** Data records follows **

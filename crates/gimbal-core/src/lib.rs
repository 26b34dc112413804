//! Gimbal Tracking Engine
//!
//! Turns sparse orbital look-angle predictions into a dense, paced stream of
//! two-axis gimbal commands:
//!
//! ```text
//! OrbitalSource -> 3 knots/cycle -> MonotoneCubic -> FrameMapper (flip) -> clamp -> GimbalActuator
//! ```
//!
//! | Module | Role |
//! |--------|------|
//! | [`angles`] | wrapping, shortest-path unwrap, fenced clamp |
//! | [`interpolate`] | Fritsch–Carlson monotone cubic Hermite |
//! | [`frame`] | sky → gimbal frame with flip hysteresis |
//! | [`tracking`] | the paced loop |
//!
//! Orbital propagation and the motion-controller transport are adapters
//! behind [`source::OrbitalSource`] and [`actuator::GimbalActuator`].

pub mod actuator;
pub mod angles;
pub mod config;
pub mod error;
pub mod frame;
pub mod interpolate;
pub mod source;
pub mod telemetry;
pub mod tracking;

// Re-exports
pub use actuator::{ActuatorSession, GimbalActuator, GimbalCommand, SimulatedGimbal};
pub use angles::{AxisLimits, FencedRange};
pub use config::{TrackerConfig, ValidatedConfig};
pub use error::{
    ConfigError, DispatchError, InterpolationError, SetupError, SourceError, TrackingError,
};
pub use frame::{FlipState, FrameMapper, GimbalAngles, Hysteresis};
pub use interpolate::{Knot, MonotoneCubic};
pub use source::{
    FixedGroundPosition, GroundPosition, GroundPositionProvider, OrbitalSource, SkyAngles,
};
pub use telemetry::{
    JsonLinesTelemetry, NullTelemetry, StepOutcome, TelemetrySink, TracingTelemetry,
    TrackingSample,
};
pub use tracking::{plan_cycle, CyclePlan, CyclePoint, TrackingLoop, TrackingReport, TrackingState};
//! Galil Gimbal
//!
//! [`GimbalActuator`](gimbal_core::GimbalActuator) for a two-axis mount on a
//! Galil motion controller, streaming absolute targets in position-tracking
//! (`PT`) mode over TCP.

pub mod gimbal;
pub mod protocol;

pub use gimbal::{GalilGimbal, GalilSettings, WriterStats};
pub use protocol::{CountScale, GalilCommand, GalilError, MotionProfile};
impl GalilGimbal {
    pub async fn connect(addr: &str, settings: GalilSettings) -> Result<Self> {
        info!("connecting to controller at {}", addr);
        let stream = TcpStream::connect(addr).await?;
        stream.set_nodelay(true)?;
        Self::from_stream(stream, settings).await
    }

    pub async fn from_stream<T>(stream: T, settings: GalilSettings) -> Result<Self>
    where
        T: AsyncRead + AsyncWrite + Unpin + Send + 'static,
    {
        let mut link =
            ControllerLink::new(stream, Duration::from_millis(settings.response_timeout_ms));

        for command in GalilCommand::setup_sequence(&settings.profile, settings.zero_on_connect) {
            link.command(&command).await?;
        }
        let position = link.position().await?;
        let (az, el) = settings.scale.to_degrees(position);
        info!(az_deg = az, el_deg = el, "controller in position-tracking mode");

        let (tx, rx) = mpsc::channel(settings.queue_depth.max(1));
        let writer = tokio::spawn(write_commands(link, rx));

        Ok(Self {
            settings,
            tx: Some(tx),
            writer: Some(writer),
            last_counts: Some(position),
        })
    }

    /// Hand out the writer task so a caller can wait for the release
    /// sequence to reach the controller.
    pub fn take_writer(&mut self) -> Option<JoinHandle<WriterStats>> {
        self.writer.take()
    }

    /// Home the mount and wait until the encoders report it there.
    pub async fn park(&mut self, timeout: Duration) -> Result<(f64, f64)> {
        if self.tx.is_none() {
            return Err(GalilError::Closed);
        }
        self.home()
            .map_err(|e| GalilError::Queue(e.to_string()))?;
        let tx = self.tx.as_ref().ok_or(GalilError::Closed)?;
        let (done, reply) = oneshot::channel();
        tx.send(WriterRequest::Settle {
            target: (0, 0),
            tolerance: SETTLE_TOLERANCE_COUNTS,
            timeout,
            done,
        })
        .await
        .map_err(|_| GalilError::Closed)?;
        let counts = reply.await.map_err(|_| GalilError::Closed)??;
        let (az, el) = self.settings.scale.to_degrees(counts);
        info!(az_deg = az, el_deg = el, "mount parked at home");
        Ok((az, el))
    }

    fn queue(&mut self, target: (i64, i64)) -> std::result::Result<(), DispatchError> {
        let tx = self.tx.as_ref().ok_or(DispatchError::Released)?;
        tx.try_send(WriterRequest::Send(GalilCommand::PositionAbsolute(
            target.0, target.1,
        )))
        .map_err(|e| match e {
            mpsc::error::TrySendError::Full(_) => DispatchError::Link("command queue full".into()),
            mpsc::error::TrySendError::Closed(_) => {
                DispatchError::Link("controller writer stopped".into())
            }
        })?;
        self.last_counts = Some(target);
        Ok(())
    }

    /// Last position queued, gimbal degrees.
    pub fn commanded_position(&self) -> Option<(f64, f64)> {
        self.last_counts.map(|c| self.settings.scale.to_degrees(c))
    }

    fn clip(&self, az_deg: f64, el_deg: f64) -> (f64, f64) {
        let az = &self.settings.azimuth_limits;
        let el = &self.settings.elevation_limits;
        (
            az_deg.clamp(az.min_deg, az.max_deg),
            el_deg.clamp(el.min_deg, el.max_deg),
        )
    }
}

impl GimbalActuator for GalilGimbal {
    fn steer(&mut self, command: &GimbalCommand) -> std::result::Result<(), DispatchError> {
        if self.tx.is_none() {
            return Err(DispatchError::Released);
        }
        if !(command.azimuth_deg.is_finite() && command.elevation_deg.is_finite()) {
            return Err(DispatchError::Rejected(format!(
                "non-finite target {}, {}",
                command.azimuth_deg, command.elevation_deg
            )));
        }

        let (az, el) = if command.absolute {
            (command.azimuth_deg, command.elevation_deg)
        } else {
            let (cur_az, cur_el) = self.commanded_position().unwrap_or((0.0, 0.0));
            (cur_az + command.azimuth_deg, cur_el + command.elevation_deg)
        };
        let (az, el) = self.clip(az, el);
        let target = self.settings.scale.to_counts(az, el);

        if let Some((x, y)) = self.last_counts {
            let band = self.settings.deadband_counts;
            if (target.0 - x).abs() < band && (target.1 - y).abs() < band {
                debug!(x = target.0, y = target.1, "inside deadband, not sent");
                return Ok(());
            }
        }
        self.queue(target)
    }

    /// Always sent, deadband or not.
    fn home(&mut self) -> std::result::Result<(), DispatchError> {
        self.queue((0, 0))
    }

    fn release(&mut self) -> std::result::Result<(), DispatchError> {
        if self.tx.take().is_some() {
            info!("releasing controller");
        }
        Ok(())
    }
}

async fn write_commands<T>(
    mut link: ControllerLink<T>,
    mut rx: mpsc::Receiver<WriterRequest>,
) -> WriterStats
where
    T: AsyncRead + AsyncWrite + Unpin,
{
    let mut stats = WriterStats::default();
    while let Some(request) = rx.recv().await {
        let command = match request {
            WriterRequest::Send(command) => command,
            WriterRequest::Settle {
                target,
                tolerance,
                timeout,
                done,
            } => {
                let _ = done.send(link.settle(target, tolerance, timeout).await);
                continue;
            }
        };
        match link.command(&command).await {
            Ok(_) => stats.sent += 1,
            Err(e @ GalilError::Rejected { .. }) => {
                stats.rejected += 1;
                warn!("{}", e);
            }
            Err(e) => {
                warn!("controller link lost: {}", e);
                return stats;
            }
        }
    }
    link.close().await;
    info!(sent = stats.sent, rejected = stats.rejected, "controller released");
    stats
}

#[cfg(test)]
mod tests {
    use super::*;
    use tokio::io::{AsyncBufReadExt, BufReader, DuplexStream};

    const ERROR_CODE: &str = "7 Command not valid while running";

    /// Scripted controller: records every command, answers `:` except for
    /// commands starting with `reject`, reports `position` for `TP XY`.
    fn fake_controller(
        server: DuplexStream,
        reject: Option<&'static str>,
        position: &'static str,
    ) -> mpsc::UnboundedReceiver<String> {
        let (seen_tx, seen_rx) = mpsc::unbounded_channel();
        tokio::spawn(async move {
            let (read, mut write) = tokio::io::split(server);
            let mut reader = BufReader::new(read);
            let mut buf = Vec::new();
            loop {
                buf.clear();
                match reader.read_until(b'\r', &mut buf).await {
                    Ok(0) | Err(_) => break,
                    Ok(_) => {}
                }
                let cmd = String::from_utf8_lossy(&buf).trim_end_matches('\r').to_string();
                let reply = if reject.is_some_and(|r| cmd.starts_with(r)) {
                    "?".to_string()
                } else if cmd == "TP XY" {
                    format!("{}\r\n:", position)
                } else if cmd == "TC 1" {
                    format!("{}\r\n:", ERROR_CODE)
                } else {
                    ":".to_string()
                };
                let _ = seen_tx.send(cmd);
                if write.write_all(reply.as_bytes()).await.is_err() {
                    break;
                }
            }
        });
        seen_rx
    }

    fn drain(rx: &mut mpsc::UnboundedReceiver<String>) -> Vec<String> {
        let mut out = Vec::new();
        while let Ok(cmd) = rx.try_recv() {
            out.push(cmd);
        }
        out
    }

    async fn connected(settings: GalilSettings) -> (GalilGimbal, mpsc::UnboundedReceiver<String>) {
        let (client, server) = tokio::io::duplex(4096);
        let seen = fake_controller(server, None, " 0, 0");
        let gimbal = GalilGimbal::from_stream(client, settings).await.unwrap();
        (gimbal, seen)
    }

    #[tokio::test]
    async fn test_setup_enters_tracking_mode() {
        let (_gimbal, mut seen) = connected(GalilSettings::default()).await;
        let commands = drain(&mut seen);
        assert_eq!(
            commands,
            vec![
                "AB", "ST", "WT 20", "MO XY", "DP 0,0", "SH XY", "AC 200000,200000",
                "DC 200000,200000", "SP 60000,60000", "ST", "PT 1,1", "TP XY",
            ]
        );
    }

    #[tokio::test]
    async fn test_rejected_setup_fails_connect() {
        let (client, server) = tokio::io::duplex(4096);
        let mut seen = fake_controller(server, Some("SH"), " 0, 0");
        let result = GalilGimbal::from_stream(client, GalilSettings::default()).await;
        match result {
            Err(GalilError::Rejected { command, code }) => {
                assert_eq!(command, "SH XY");
                assert_eq!(code.as_deref(), Some(ERROR_CODE));
            }
            Err(e) => panic!("unexpected error {}", e),
            Ok(_) => panic!("setup should fail"),
        }
        let commands = drain(&mut seen);
        assert_eq!(&commands[commands.len() - 2..], &["SH XY", "TC 1"]);
    }

    #[tokio::test]
    async fn test_rejected_target_counted_with_error_code() {
        let (client, server) = tokio::io::duplex(4096);
        let mut seen = fake_controller(server, Some("PA"), " 0, 0");
        let mut gimbal = GalilGimbal::from_stream(client, GalilSettings::default())
            .await
            .unwrap();
        let writer = gimbal.take_writer().unwrap();
        drain(&mut seen);

        gimbal.steer(&GimbalCommand::absolute(5.0, 5.0)).unwrap();
        gimbal.release().unwrap();

        let stats = writer.await.unwrap();
        assert_eq!(stats, WriterStats { sent: 0, rejected: 1 });
        assert_eq!(drain(&mut seen), vec!["PA 50000,50000", "TC 1", "ST", "PT 0,0"]);
    }

    #[tokio::test]
    async fn test_park_homes_and_waits_for_encoders() {
        let (mut gimbal, mut seen) = connected(GalilSettings::default()).await;
        let writer = gimbal.take_writer().unwrap();
        drain(&mut seen);

        gimbal.steer(&GimbalCommand::absolute(10.0, 10.0)).unwrap();
        let parked = gimbal.park(Duration::from_secs(1)).await.unwrap();
        assert_eq!(parked, (0.0, 0.0));
        assert_eq!(gimbal.commanded_position(), Some((0.0, 0.0)));

        gimbal.release().unwrap();
        writer.await.unwrap();
        assert_eq!(
            drain(&mut seen),
            vec!["PA 100000,100000", "PA 0,0", "TP XY", "ST", "PT 0,0"]
        );
    }

    #[tokio::test]
    async fn test_home_ignores_deadband() {
        let (mut gimbal, mut seen) = connected(GalilSettings::default()).await;
        let writer = gimbal.take_writer().unwrap();
        drain(&mut seen);

        // already at 0,0: a plain steer is dropped, home is not
        gimbal.steer(&GimbalCommand::absolute(0.0, 0.0)).unwrap();
        gimbal.home().unwrap();
        gimbal.release().unwrap();
        assert_eq!(gimbal.home(), Err(DispatchError::Released));

        writer.await.unwrap();
        assert_eq!(drain(&mut seen), vec!["PA 0,0", "ST", "PT 0,0"]);
    }

    #[tokio::test]
    async fn test_park_times_out_when_mount_never_arrives() {
        let (client, server) = tokio::io::duplex(4096);
        let _seen = fake_controller(server, None, " 5000, 0");
        let mut gimbal = GalilGimbal::from_stream(client, GalilSettings::default())
            .await
            .unwrap();

        let result = gimbal.park(Duration::from_millis(200)).await;
        assert!(matches!(result, Err(GalilError::Timeout(_))));

        gimbal.release().unwrap();
        assert!(matches!(
            gimbal.park(Duration::from_millis(200)).await,
            Err(GalilError::Closed)
        ));
    }

    #[tokio::test]
    async fn test_steer_streams_pa_then_releases() {
        let (mut gimbal, mut seen) = connected(GalilSettings::default()).await;
        let writer = gimbal.take_writer().unwrap();
        drain(&mut seen);

        gimbal.steer(&GimbalCommand::absolute(12.5, -30.0)).unwrap();
        // 3 counts away on both axes: dropped
        gimbal.steer(&GimbalCommand::absolute(12.5003, -30.0003)).unwrap();
        // beyond the soft limit: clipped
        gimbal.steer(&GimbalCommand::absolute(120.0, 0.0)).unwrap();

        gimbal.release().unwrap();
        gimbal.release().unwrap();
        assert_eq!(
            gimbal.steer(&GimbalCommand::absolute(0.0, 0.0)),
            Err(DispatchError::Released)
        );

        let stats = writer.await.unwrap();
        assert_eq!(stats, WriterStats { sent: 2, rejected: 0 });
        assert_eq!(
            drain(&mut seen),
            vec!["PA 125000,-300000", "PA 900000,0", "ST", "PT 0,0"]
        );
    }

    #[tokio::test]
    async fn test_relative_steer_offsets_last_target() {
        let (mut gimbal, mut seen) = connected(GalilSettings::default()).await;
        let writer = gimbal.take_writer().unwrap();
        drain(&mut seen);

        gimbal.steer(&GimbalCommand::absolute(10.0, 10.0)).unwrap();
        gimbal
            .steer(&GimbalCommand {
                azimuth_deg: 1.0,
                elevation_deg: -2.0,
                absolute: false,
            })
            .unwrap();
        assert_eq!(gimbal.commanded_position(), Some((11.0, 8.0)));

        gimbal.release().unwrap();
        writer.await.unwrap();
        let commands = drain(&mut seen);
        assert_eq!(&commands[..2], &["PA 100000,100000", "PA 110000,80000"]);
    }

    #[tokio::test]
    async fn test_full_queue_is_transient_link_error() {
        let settings = GalilSettings {
            queue_depth: 2,
            ..Default::default()
        };
        let (mut gimbal, _seen) = connected(settings).await;

        // the writer has not run yet on this single-threaded runtime
        gimbal.steer(&GimbalCommand::absolute(1.0, 1.0)).unwrap();
        gimbal.steer(&GimbalCommand::absolute(2.0, 2.0)).unwrap();
        assert!(matches!(
            gimbal.steer(&GimbalCommand::absolute(3.0, 3.0)),
            Err(DispatchError::Link(_))
        ));
        assert_eq!(gimbal.commanded_position(), Some((2.0, 2.0)));
    }

    #[tokio::test]
    async fn test_non_finite_rejected() {
        let (mut gimbal, _seen) = connected(GalilSettings::default()).await;
        assert!(matches!(
            gimbal.steer(&GimbalCommand::absolute(f64::NAN, 0.0)),
            Err(DispatchError::Rejected(_))
        ));
    }
}
//! Orbital source and ground reference capabilities.
//!
//! The engine only needs "where is the target at time t" and, once at
//! startup, "where am I". Propagation and positioning live in adapters.

use chrono::{DateTime, Utc};
use serde::{Deserialize, Serialize};

use crate::error::{SetupError, SourceError};

/// Sky-frame direction: azimuth from true north, elevation from the horizon.
#[derive(Debug, Clone, Copy, PartialEq, Serialize, Deserialize)]
pub struct SkyAngles {
    pub azimuth_deg: f64,
    pub elevation_deg: f64,
}

impl SkyAngles {
    pub const fn new(azimuth_deg: f64, elevation_deg: f64) -> Self {
        Self {
            azimuth_deg,
            elevation_deg,
        }
    }
}

/// Observer position on the WGS-84 ellipsoid.
#[derive(Debug, Clone, Copy, PartialEq, Serialize, Deserialize)]
pub struct GroundPosition {
    pub latitude_deg: f64,
    pub longitude_deg: f64,
    pub altitude_m: f64,
}

impl GroundPosition {
    pub fn validate(&self) -> Result<(), SetupError> {
        if !(-90.0..=90.0).contains(&self.latitude_deg) {
            return Err(SetupError::NoGroundFix(format!(
                "latitude {} out of range",
                self.latitude_deg
            )));
        }
        if !(-180.0..=180.0).contains(&self.longitude_deg) {
            return Err(SetupError::NoGroundFix(format!(
                "longitude {} out of range",
                self.longitude_deg
            )));
        }
        if !self.altitude_m.is_finite() {
            return Err(SetupError::NoGroundFix("altitude not finite".into()));
        }
        Ok(())
    }
}

/// Target position as seen from a fixed ground reference.
pub trait OrbitalSource {
    /// Azimuth in [0, 360), elevation in [-90, 90], at `at`.
    fn sky_position(&self, at: DateTime<Utc>) -> Result<SkyAngles, SourceError>;
}

impl<S: OrbitalSource + ?Sized> OrbitalSource for &S {
    fn sky_position(&self, at: DateTime<Utc>) -> Result<SkyAngles, SourceError> {
        (**self).sky_position(at)
    }
}

impl<S: OrbitalSource + ?Sized> OrbitalSource for Box<S> {
    fn sky_position(&self, at: DateTime<Utc>) -> Result<SkyAngles, SourceError> {
        (**self).sky_position(at)
    }
}

/// Startup-only ground reference. No fix is fatal.
pub trait GroundPositionProvider {
    fn ground_fix(&self) -> Result<GroundPosition, SetupError>;
}

/// Surveyed or operator-entered coordinates.
#[derive(Debug, Clone, Copy)]
pub struct FixedGroundPosition(pub Option<GroundPosition>);

impl GroundPositionProvider for FixedGroundPosition {
    fn ground_fix(&self) -> Result<GroundPosition, SetupError> {
        let position = self
            .0
            .ok_or_else(|| SetupError::NoGroundFix("no coordinates configured".into()))?;
        position.validate()?;
        Ok(position)
    }
}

** End of Data records **

## Required work
Restate word for word the entries above, starting at the line with "self.queue(target)" and ending at the line with "let mut stats = WriterStats::default();", inclusive, and no others.

## Response area
        self.queue(target)
    }

    /// Always sent, deadband or not.
    fn home(&mut self) -> std::result::Result<(), DispatchError> {
        self.queue((0, 0))
    }

    fn release(&mut self) -> std::result::Result<(), DispatchError> {
        if self.tx.take().is_some() {
            info!("releasing controller");
        }
        Ok(())
    }
}

async fn write_commands<T>(
    mut link: ControllerLink<T>,
    mut rx: mpsc::Receiver<WriterRequest>,
) -> WriterStats
where
    T: AsyncRead + AsyncWrite + Unpin,
{
    let mut stats = WriterStats::default();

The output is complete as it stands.